- [Work request] Check each line of the data for "impl" and select those that have it.

- [Extracted records]

use std::{env, time::Duration};

use secrecy::SecretString;
use thiserror::Error;
use url::Url;

const CALLBACK_PATH: &str = "/api/login/callback";
const DEFAULT_PROVIDER_TIMEOUT_SECS: u64 = 10;
const DEFAULT_POOL_SIZE: u32 = 10;

#[derive(Debug, Error)]
pub enum ConfigError {
    #[error("environment variable `{0}` is not set")]
    MissingVar(&'static str),
    #[error("invalid value for environment variable `{0}`")]
    InvalidVar(&'static str),
}

#[derive(Debug, Clone, Copy, PartialEq, Eq)]
pub enum Environment {
    Development,
    Production,
}

impl Environment {
    pub fn parse(value: &str) -> Self {
        if value.trim().eq_ignore_ascii_case("production") {
            Self::Production
        } else {
            Self::Development
        }
    }

    /// Session cookies carry the `Secure` attribute only in production.
    pub fn is_production(self) -> bool {
        self == Self::Production
    }

    pub fn as_str(self) -> &'static str {
        match self {
            Self::Development => "development",
            Self::Production => "production",
        }
    }
}

#[derive(Debug, Clone)]
pub struct ServerConfig {
    pub database_url: String,
    pub pool_size: u32,
    pub listen_addr: String,
    pub environment: Environment,
    pub sentry_dsn: Option<String>,
    pub auth: AuthConfig,
}

impl ServerConfig {
    pub fn from_env() -> Result<Self, ConfigError> {
        let database_url = match env::var("DATABASE_URL") {
            Ok(url) => url,
            Err(_) => database_url_from_parts()?,
        };

        let pool_size = match env::var("POOL_SIZE") {
            Ok(value) => value
                .parse()
                .map_err(|_| ConfigError::InvalidVar("POOL_SIZE"))?,
            Err(_) => DEFAULT_POOL_SIZE,
        };

        let listen_addr = env::var("LISTEN_ADDR").unwrap_or_else(|_| "0.0.0.0:8000".to_string());

        let environment = env::var("ENVIRONMENT")
            .map(|value| Environment::parse(&value))
            .unwrap_or(Environment::Development);

        let sentry_dsn = env::var("SENTRY_DSN").ok().filter(|dsn| !dsn.is_empty());

        let auth = AuthConfig::from_env()?;

        Ok(Self {
            database_url,
            pool_size,
            listen_addr,
            environment,
            sentry_dsn,
            auth,
        })
    }

    pub fn auth(&self) -> &AuthConfig {
        &self.auth
    }
}

fn database_url_from_parts() -> Result<String, ConfigError> {
    let host = required("DB_HOST")?;
    let port: u16 = required("DB_PORT")?
        .parse()
        .map_err(|_| ConfigError::InvalidVar("DB_PORT"))?;
    let name = required("DB_NAME")?;
    let user = required("DB_USER")?;
    let password = required("DB_PASS")?;

    compose_database_url(&host, port, &name, &user, &password)
}

fn compose_database_url(
    host: &str,
    port: u16,
    name: &str,
    user: &str,
    password: &str,
) -> Result<String, ConfigError> {
    let mut url = Url::parse(&format!("postgres://{host}:{port}"))
        .map_err(|_| ConfigError::InvalidVar("DB_HOST"))?;
    url.set_username(user)
        .map_err(|_| ConfigError::InvalidVar("DB_USER"))?;
    url.set_password(Some(password))
        .map_err(|_| ConfigError::InvalidVar("DB_PASS"))?;
    url.set_path(name);
    Ok(url.into())
}

fn required(name: &'static str) -> Result<String, ConfigError> {
    env::var(name).map_err(|_| ConfigError::MissingVar(name))
}

/// Identity provider client registration and the OIDC endpoints of its realm.
#[derive(Debug, Clone)]
pub struct AuthConfig {
    client_id: String,
    client_secret: SecretString,
    realm: String,
    public_base_url: Url,
    redirect_uri: Url,
    authorization_endpoint: Url,
    token_endpoint: Url,
    userinfo_endpoint: Url,
    end_session_endpoint: Url,
    request_timeout: Duration,
}

impl AuthConfig {
    pub fn new(
        provider_base_url: &str,
        realm: &str,
        client_id: String,
        client_secret: SecretString,
        public_base_url: &str,
        request_timeout: Duration,
    ) -> Result<Self, ConfigError> {
        let public_base_url = Url::parse(public_base_url.trim_end_matches('/'))
            .map_err(|_| ConfigError::InvalidVar("BASE_URL"))?;
        let redirect_uri = Url::parse(&format!(
            "{}{CALLBACK_PATH}",
            public_base_url.as_str().trim_end_matches('/')
        ))
        .map_err(|_| ConfigError::InvalidVar("BASE_URL"))?;

        let endpoint = |name: &str| {
            Url::parse(&format!(
                "{}/realms/{realm}/protocol/openid-connect/{name}",
                provider_base_url.trim_end_matches('/')
            ))
            .map_err(|_| ConfigError::InvalidVar("KEYCLOAK_BASE_URL"))
        };

        Ok(Self {
            client_id,
            client_secret,
            realm: realm.to_string(),
            authorization_endpoint: endpoint("auth")?,
            token_endpoint: endpoint("token")?,
            userinfo_endpoint: endpoint("userinfo")?,
            end_session_endpoint: endpoint("logout")?,
            public_base_url,
            redirect_uri,
            request_timeout,
        })
    }

    fn from_env() -> Result<Self, ConfigError> {
        let public_base_url = required("BASE_URL")?;
        let provider_base_url = required("KEYCLOAK_BASE_URL")?;
        let realm = required("REALM")?;
        let client_id = required("CLIENT_ID")?;
        let client_secret = SecretString::new(required("CLIENT_SECRET")?.into());

        let timeout_secs = match env::var("PROVIDER_TIMEOUT_SECS") {
            Ok(value) => value
                .parse::<u64>()
                .ok()
                .filter(|secs| *secs > 0)
                .ok_or(ConfigError::InvalidVar("PROVIDER_TIMEOUT_SECS"))?,
            Err(_) => DEFAULT_PROVIDER_TIMEOUT_SECS,
        };

        Self::new(
            &provider_base_url,
            &realm,
            client_id,
            client_secret,
            &public_base_url,
            Duration::from_secs(timeout_secs),
        )
    }

    pub fn client_id(&self) -> &str {
        &self.client_id
    }

    pub fn client_secret(&self) -> &SecretString {
        &self.client_secret
    }

    pub fn realm(&self) -> &str {
        &self.realm
    }

    pub fn redirect_uri(&self) -> &Url {
        &self.redirect_uri
    }

    /// Where the provider sends the browser after it has ended its own session.
    pub fn post_logout_redirect_uri(&self) -> &str {
        self.public_base_url.as_str().trim_end_matches('/')
    }

    pub fn authorization_endpoint(&self) -> &Url {
        &self.authorization_endpoint
    }

    pub fn token_endpoint(&self) -> &Url {
        &self.token_endpoint
    }

    pub fn userinfo_endpoint(&self) -> &Url {
        &self.userinfo_endpoint
    }

    pub fn end_session_endpoint(&self) -> &Url {
        &self.end_session_endpoint
    }

    pub fn request_timeout(&self) -> Duration {
        self.request_timeout
    }
}

#[cfg(test)]
mod tests {
    use super::*;

    fn config() -> AuthConfig {
        AuthConfig::new(
            "https://sso.example.com/",
            "shed",
            "notes-web".into(),
            SecretString::new("s3cret".into()),
            "https://notes.example.com/",
            Duration::from_secs(5),
        )
        .unwrap()
    }

    #[test]
    fn endpoints_are_derived_from_realm() {
        let config = config();
        assert_eq!(
            config.token_endpoint().as_str(),
            "https://sso.example.com/realms/shed/protocol/openid-connect/token"
        );
        assert_eq!(
            config.userinfo_endpoint().as_str(),
            "https://sso.example.com/realms/shed/protocol/openid-connect/userinfo"
        );
        assert_eq!(
            config.authorization_endpoint().as_str(),
            "https://sso.example.com/realms/shed/protocol/openid-connect/auth"
        );
        assert_eq!(
            config.end_session_endpoint().as_str(),
            "https://sso.example.com/realms/shed/protocol/openid-connect/logout"
        );
    }

    #[test]
    fn redirect_uri_points_at_callback() {
        let config = config();
        assert_eq!(
            config.redirect_uri().as_str(),
            "https://notes.example.com/api/login/callback"
        );
        assert_eq!(config.post_logout_redirect_uri(), "https://notes.example.com");
    }

    #[test]
    fn invalid_base_url_is_rejected() {
        let result = AuthConfig::new(
            "https://sso.example.com",
            "shed",
            "notes-web".into(),
            SecretString::new("s3cret".into()),
            "not a url",
            Duration::from_secs(5),
        );
        assert!(matches!(result, Err(ConfigError::InvalidVar("BASE_URL"))));
    }

    #[test]
    fn environment_parsing() {
        assert!(Environment::parse("Production").is_production());
        assert!(Environment::parse(" production ").is_production());
        assert!(!Environment::parse("development").is_production());
        assert!(!Environment::parse("staging").is_production());
    }

    #[test]
    fn database_url_is_composed_from_parts() {
        let url = compose_database_url("db", 5432, "notes", "app", "p@ss").unwrap();
        assert_eq!(url, "postgres://app:p%40ss@db:5432/notes");
    }
}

- [Answer section]
impl Environment {
impl ServerConfig {
impl AuthConfig {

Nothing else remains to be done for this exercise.